The first-ever archaeology feather discovered does indeed belong to the archaeopteryx, according to a new study, putting an end to a controversy that has waged within the scientific community for more than 100 years.
The research compared the feather, discovered in 1861, with the fossilized remains of other archaeopteryx feathers. The experts determined its owner is no longer a mystery and it definitely belonged to archaeopteryx.
“There’s been debate for the past 159 years as to whether or not this feather belongs to the same species as the Archaeopteryx skeletons, as well as where on the body it came from and its original color,” said the study’s lead author, Ryan Carney, assistant professor of integrative biology at the University of South Florida, in a statement. “Through scientific detective work that combined new techniques with old fossils and literature, we were able to finally solve these centuries-old mysteries.”
(University of South Florida)
In 2019, the debate over what creature the feather belonged to was given new life after a study said it did not belong to archaeopteryx. Those researchers suggested it may have stemmed from a different feathered dinosaur that lived in the Solnhofen Archipelago in what is now Germany.

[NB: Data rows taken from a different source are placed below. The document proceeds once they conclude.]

pub mod importer_backend;
pub mod importer_models;
pub mod importer_service;
pub mod importer_tool;

pub use importer_backend::{BackendError, MessageBackend};
pub use importer_models::{ChannelHandle, ImportOutcome, MessageRecord};
pub use importer_service::{ImportError, MessageImporter};
pub use importer_tool::{fetch_messages_tool, ToolError, FETCH_MESSAGES_TOOL};
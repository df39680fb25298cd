//! Adapters - Implementations of port interfaces.
//!
//! Adapters connect the domain to external systems:
//! - `pagseguro` - PagSeguro checkout API client and an in-memory mock provider
//! - `http` - axum routes exposing the gateways to a checkout host

pub mod http;
pub mod pagseguro;

pub use pagseguro::{MockPaymentProvider, PagSeguroConfig, PagSeguroEnvironment, PagSeguroPaymentAdapter};
//! Application layer - gateway workflow and registry.
//!
//! This layer orchestrates domain validation and the provider port:
//!
//! - `PaymentGatewayAdapter` turns an order into a `PaymentOutcome`
//! - `GatewayRegistry` holds the gateways a host can route to

mod gateway;
mod registry;

pub use gateway::{PaymentGatewayAdapter, PAGSEGURO_GATEWAY_ID};
pub use registry::{GatewayRegistry, RegistryError};
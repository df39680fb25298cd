//! HTTP adapters - REST API implementations.

pub mod checkout;

pub use checkout::checkout_router;
pub use checkout::CheckoutAppState;
//! PaymentGatewayAdapter - single-shot checkout payment submission.
//!
//! Validates the order and credentials, builds a provider registration
//! request, performs exactly one provider call and folds every result into
//! a [`PaymentOutcome`]. Marking the order as paid is left to the host once
//! it observes `Success`.

use std::sync::{Arc, PoisonError, RwLock};

use async_trait::async_trait;

use crate::domain::checkout::{
    Credentials, FailureKind, GatewaySettings, OrderSnapshot, PaymentOutcome,
};
use crate::domain::foundation::{SubmissionId, ValidationError};
use crate::ports::{GatewayDescriptor, PaymentGateway, PaymentProvider, PaymentRegistration};

/// Identifier the PagSeguro gateway registers under.
pub const PAGSEGURO_GATEWAY_ID: &str = "pagseguro";

const PAGSEGURO_METHOD_TITLE: &str = "PagSeguro";
const PAGSEGURO_METHOD_DESCRIPTION: &str = "Custom integration with PagSeguro.";

/// Checkout gateway delegating payment registration to a [`PaymentProvider`].
pub struct PaymentGatewayAdapter {
    id: String,
    method_title: String,
    method_description: String,
    provider: Arc<dyn PaymentProvider>,
    settings: RwLock<GatewaySettings>,
}

impl PaymentGatewayAdapter {
    /// Creates the PagSeguro gateway over the given provider.
    pub fn new(
        provider: Arc<dyn PaymentProvider>,
        settings: GatewaySettings,
    ) -> Result<Self, ValidationError> {
        settings.validate()?;
        Ok(Self {
            id: PAGSEGURO_GATEWAY_ID.to_string(),
            method_title: PAGSEGURO_METHOD_TITLE.to_string(),
            method_description: PAGSEGURO_METHOD_DESCRIPTION.to_string(),
            provider,
            settings: RwLock::new(settings),
        })
    }

    /// Overrides the identity shown to the host.
    pub fn with_identity(
        mut self,
        id: impl Into<String>,
        method_title: impl Into<String>,
        method_description: impl Into<String>,
    ) -> Self {
        self.id = id.into();
        self.method_title = method_title.into();
        self.method_description = method_description.into();
        self
    }

    /// Snapshot of the current settings.
    pub fn settings(&self) -> GatewaySettings {
        self.settings
            .read()
            .unwrap_or_else(PoisonError::into_inner)
            .clone()
    }
}

#[async_trait]
impl PaymentGateway for PaymentGatewayAdapter {
    fn id(&self) -> &str {
        &self.id
    }

    fn descriptor(&self) -> GatewayDescriptor {
        let settings = self.settings();
        GatewayDescriptor {
            id: self.id.clone(),
            method_title: self.method_title.clone(),
            method_description: self.method_description.clone(),
            title: settings.title,
            description: settings.description,
            has_fields: true,
            enabled: settings.enabled,
        }
    }

    fn configure(&self, settings: GatewaySettings) -> Result<(), ValidationError> {
        settings.validate()?;
        *self.settings.write().unwrap_or_else(PoisonError::into_inner) = settings;
        tracing::info!(gateway = %self.id, "Gateway settings updated");
        Ok(())
    }

    async fn submit(&self, order: &OrderSnapshot, credentials: &Credentials) -> PaymentOutcome {
        let submission_id = SubmissionId::new();

        let validated = match order.validate() {
            Ok(validated) => validated,
            Err(e) => {
                tracing::warn!(
                    %submission_id,
                    gateway = %self.id,
                    order_id = %order.id,
                    error = %e,
                    "Order rejected before submission"
                );
                return e.into();
            }
        };

        if let Err(e) = credentials.validate() {
            tracing::warn!(
                %submission_id,
                gateway = %self.id,
                order_id = %order.id,
                error = %e,
                "Credentials rejected before submission"
            );
            return e.into();
        }

        let request = PaymentRegistration::from(validated);
        tracing::info!(
            %submission_id,
            gateway = %self.id,
            provider = self.provider.name(),
            order_id = %request.reference,
            currency = %request.currency,
            items = request.items.len(),
            total = %order.total(),
            "Registering payment"
        );

        match self.provider.register_payment(request, credentials).await {
            Ok(redirect) if redirect.redirect_url.trim().is_empty() => {
                tracing::error!(
                    %submission_id,
                    checkout_code = %redirect.code,
                    "Provider returned no redirect URL"
                );
                PaymentOutcome::failure(
                    FailureKind::ProviderRejection,
                    "Provider returned no redirect URL",
                )
            }
            Ok(redirect) => {
                tracing::info!(
                    %submission_id,
                    order_id = %order.id,
                    checkout_code = %redirect.code,
                    "Payment registered"
                );
                PaymentOutcome::success(redirect.redirect_url)
            }
            Err(e) => {
                tracing::warn!(
                    %submission_id,
                    order_id = %order.id,
                    error = %e,
                    provider_code = e.provider_code.as_deref().unwrap_or(""),
                    "Payment registration failed"
                );
                PaymentOutcome::failure(e.failure_kind(), e.message)
            }
        }
    }

    async fn process_payment(&self, order: &OrderSnapshot) -> PaymentOutcome {
        let settings = self.settings();
        if !settings.enabled {
            tracing::warn!(gateway = %self.id, order_id = %order.id, "Payment attempted on disabled gateway");
            return ValidationError::GatewayDisabled.into();
        }
        self.submit(order, &settings.credentials()).await
    }
}
//! Merchant-configured gateway settings.

use secrecy::{ExposeSecret, SecretString};
use serde::Deserialize;

use crate::domain::foundation::ValidationError;

use super::Credentials;

/// Options the merchant configures for the gateway.
///
/// Deserialized from the `gateway` configuration section. Missing options
/// fall back to the defaults the checkout shows out of the box.
#[derive(Debug, Clone, Deserialize)]
pub struct GatewaySettings {
    /// Whether the gateway is offered at checkout.
    #[serde(default = "default_enabled")]
    pub enabled: bool,

    /// Title the shopper sees during checkout.
    #[serde(default = "default_title")]
    pub title: String,

    /// Description the shopper sees during checkout.
    #[serde(default = "default_description")]
    pub description: String,

    /// Provider account email.
    #[serde(default)]
    pub email: String,

    /// Provider access token.
    #[serde(default = "default_token")]
    pub token: SecretString,
}

impl GatewaySettings {
    /// Credentials built from the configured email and token.
    pub fn credentials(&self) -> Credentials {
        Credentials::from_secret(self.email.clone(), self.token.clone())
    }

    /// An enabled gateway needs usable credentials.
    pub fn validate(&self) -> Result<(), ValidationError> {
        if self.title.trim().is_empty() {
            return Err(ValidationError::empty_field("title"));
        }
        if !self.enabled {
            return Ok(());
        }
        if self.email.trim().is_empty() {
            return Err(ValidationError::empty_field("email"));
        }
        if self.token.expose_secret().trim().is_empty() {
            return Err(ValidationError::empty_field("token"));
        }
        Ok(())
    }
}

impl Default for GatewaySettings {
    fn default() -> Self {
        Self {
            enabled: default_enabled(),
            title: default_title(),
            description: default_description(),
            email: String::new(),
            token: default_token(),
        }
    }
}

fn default_enabled() -> bool {
    true
}

fn default_title() -> String {
    "PagSeguro Payment".to_string()
}

fn default_description() -> String {
    "Pay securely using your credit card through PagSeguro.".to_string()
}

fn default_token() -> SecretString {
    SecretString::new(String::new())
}

#[cfg(test)]
mod tests {
    use super::*;

    fn configured() -> GatewaySettings {
        GatewaySettings {
            email: "shop@example.com".to_string(),
            token: SecretString::new("tok123".to_string()),
            ..Default::default()
        }
    }

    #[test]
    fn defaults_match_checkout_copy() {
        let settings = GatewaySettings::default();
        assert!(settings.enabled);
        assert_eq!(settings.title, "PagSeguro Payment");
        assert_eq!(
            settings.description,
            "Pay securely using your credit card through PagSeguro."
        );
        assert!(settings.email.is_empty());
    }

    #[test]
    fn enabled_gateway_requires_email() {
        let settings = GatewaySettings {
            email: String::new(),
            ..configured()
        };
        assert_eq!(settings.validate(), Err(ValidationError::empty_field("email")));
    }

    #[test]
    fn enabled_gateway_requires_token() {
        let settings = GatewaySettings {
            token: SecretString::new(" ".to_string()),
            ..configured()
        };
        assert_eq!(settings.validate(), Err(ValidationError::empty_field("token")));
    }

    #[test]
    fn disabled_gateway_may_omit_credentials() {
        let settings = GatewaySettings {
            enabled: false,
            ..Default::default()
        };
        assert!(settings.validate().is_ok());
    }

    #[test]
    fn credentials_carry_configured_values() {
        let credentials = configured().credentials();
        assert_eq!(credentials.email(), "shop@example.com");
        assert_eq!(credentials.token().expose_secret(), "tok123");
    }

    #[test]
    fn deserializes_with_defaults() {
        let settings: GatewaySettings =
            serde_json::from_str(r#"{"email":"shop@example.com","token":"tok123"}"#).unwrap();
        assert!(settings.enabled);
        assert_eq!(settings.title, "PagSeguro Payment");
        assert!(settings.validate().is_ok());
    }
}
use std::sync::Arc;

use axum::Router;
use pagseguro_gateway::adapters::http::{checkout_router, CheckoutAppState};
use pagseguro_gateway::adapters::PagSeguroPaymentAdapter;
use pagseguro_gateway::application::{GatewayRegistry, PaymentGatewayAdapter};
use pagseguro_gateway::config::AppConfig;
use tokio::net::TcpListener;
use tower_http::timeout::TimeoutLayer;
use tower_http::trace::TraceLayer;
use tracing_subscriber::EnvFilter;

#[tokio::main]
async fn main() -> Result<(), Box<dyn std::error::Error>> {
    let config = AppConfig::load()?;

    let filter = EnvFilter::try_from_default_env()
        .unwrap_or_else(|_| EnvFilter::new(&config.server.log_level));
    if config.server.json_logs() {
        tracing_subscriber::fmt().json().with_env_filter(filter).init();
    } else {
        tracing_subscriber::fmt().with_env_filter(filter).init();
    }

    if let Err(e) = config.validate() {
        tracing::error!(error = %e, "Invalid configuration");
        return Err(e.into());
    }

    let provider = Arc::new(PagSeguroPaymentAdapter::new(
        config.pagseguro.to_client_config(),
    ));
    let gateway = PaymentGatewayAdapter::new(provider, config.gateway.clone())?;
    let registry = GatewayRegistry::new().with_gateway(Arc::new(gateway))?;

    let app = Router::new()
        .nest("/api", checkout_router())
        .with_state(CheckoutAppState::new(Arc::new(registry)))
        .layer(TimeoutLayer::new(config.server.request_timeout()))
        .layer(TraceLayer::new_for_http());

    let addr = config.server.socket_addr()?;
    let listener = TcpListener::bind(addr).await?;
    tracing::info!(
        %addr,
        environment = ?config.server.environment,
        pagseguro = ?config.pagseguro.environment,
        "PagSeguro gateway listening"
    );

    axum::serve(listener, app)
        .with_graceful_shutdown(shutdown_signal())
        .await?;

    tracing::info!("Server stopped");
    Ok(())
}

async fn shutdown_signal() {
    if let Err(e) = tokio::signal::ctrl_c().await {
        tracing::error!(error = %e, "Failed to listen for shutdown signal");
        std::future::pending::<()>().await;
    }
}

Fox News has reached out to the authors of the 2019 study with a request for comment.
Archaeopteryx was a transitional dinosaur that lived 125 million years ago and bridged the gap between non-avian feathered dinosaurs and modern-day birds.
Carney and the other researchers used a high-powered electron microscope to gather images of the feather, which they determined came from the bird’s left wing.
“They also detected melanosomes, which are microscopic pigment structures,” the statement added. “After refining their color reconstruction, they found that the feather was entirely matte black, not black and white as another study has claimed.”
The study was published in Scientific Reports.
In March 2018, researchers suggested that archaeopteryx could probably fly but in a different manner from modern-day birds, in rapid, short bursts over small distances.
Archaeopteryx possessed feathers, like a modern-day bird. However, it also possessed a “long, stiff, frond-feathered tail” and teeth, along with bones in its hands, shoulders and pelvis that were not fused.
Some 12 fossils of archaeopteryx have been found, the first discovered in the late 19th century by famed German paleontologist Hermann von Meyer. The most recent was discovered by an amateur collector in 2010, announced in February 2014 and described scientifically in 2018.